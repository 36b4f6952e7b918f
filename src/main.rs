//! Scripted authentication session.
//!
//! Builds the authentication machine, logs every event and transition, and
//! replays a fixed login/logout script against it.

use clap::Parser;
use session_machine::auth::{auth_machine, AuthEvent};
use session_machine::{init_logging, Event, OutputSink, VERSION};

#[derive(Parser, Debug)]
#[command(name = "session-machine", version, about = "Replay a scripted authentication session")]
struct Cli {
    /// Default log level; RUST_LOG takes precedence
    #[arg(long, env = "SESSION_MACHINE_LOG", default_value = "warn")]
    log_level: String,

    /// Print the final checkpoint as JSON
    #[arg(long)]
    checkpoint: bool,
}

/// Action output goes straight to stdout.
struct Console;

impl OutputSink for Console {
    fn emit(&self, line: &str) {
        println!("{line}");
    }
}

fn main() -> Result<(), Box<dyn std::error::Error>> {
    let args = Cli::parse();
    init_logging(&args.log_level);
    tracing::debug!("session-machine v{}", VERSION);

    let machine = auth_machine(Console)?;
    let mut service = machine.interpret();
    service.on_transition(|snapshot| println!("[[{}]]", snapshot.state));
    service.on_event(|event| println!("<! {}", event.name()));

    service.start()?;
    service.send(AuthEvent::login("Jason"))?;
    service.send(AuthEvent::Logout)?;
    service.send(AuthEvent::login("Skylar"))?;
    // Already logged in: no telemetry and no greeting.
    service.send(AuthEvent::login("Ignoramus"))?;

    tracing::debug!(
        transitions = service.history().len(),
        elapsed = ?service.history().duration(),
        "script finished"
    );

    if args.checkpoint {
        println!("{}", service.checkpoint().to_json_pretty()?);
    }
    Ok(())
}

What is being asked: If a line in the records above contains the string "long", copy that line out.

Task solution:
    #[arg(long, env = "SESSION_MACHINE_LOG", default_value = "warn")]
    #[arg(long)]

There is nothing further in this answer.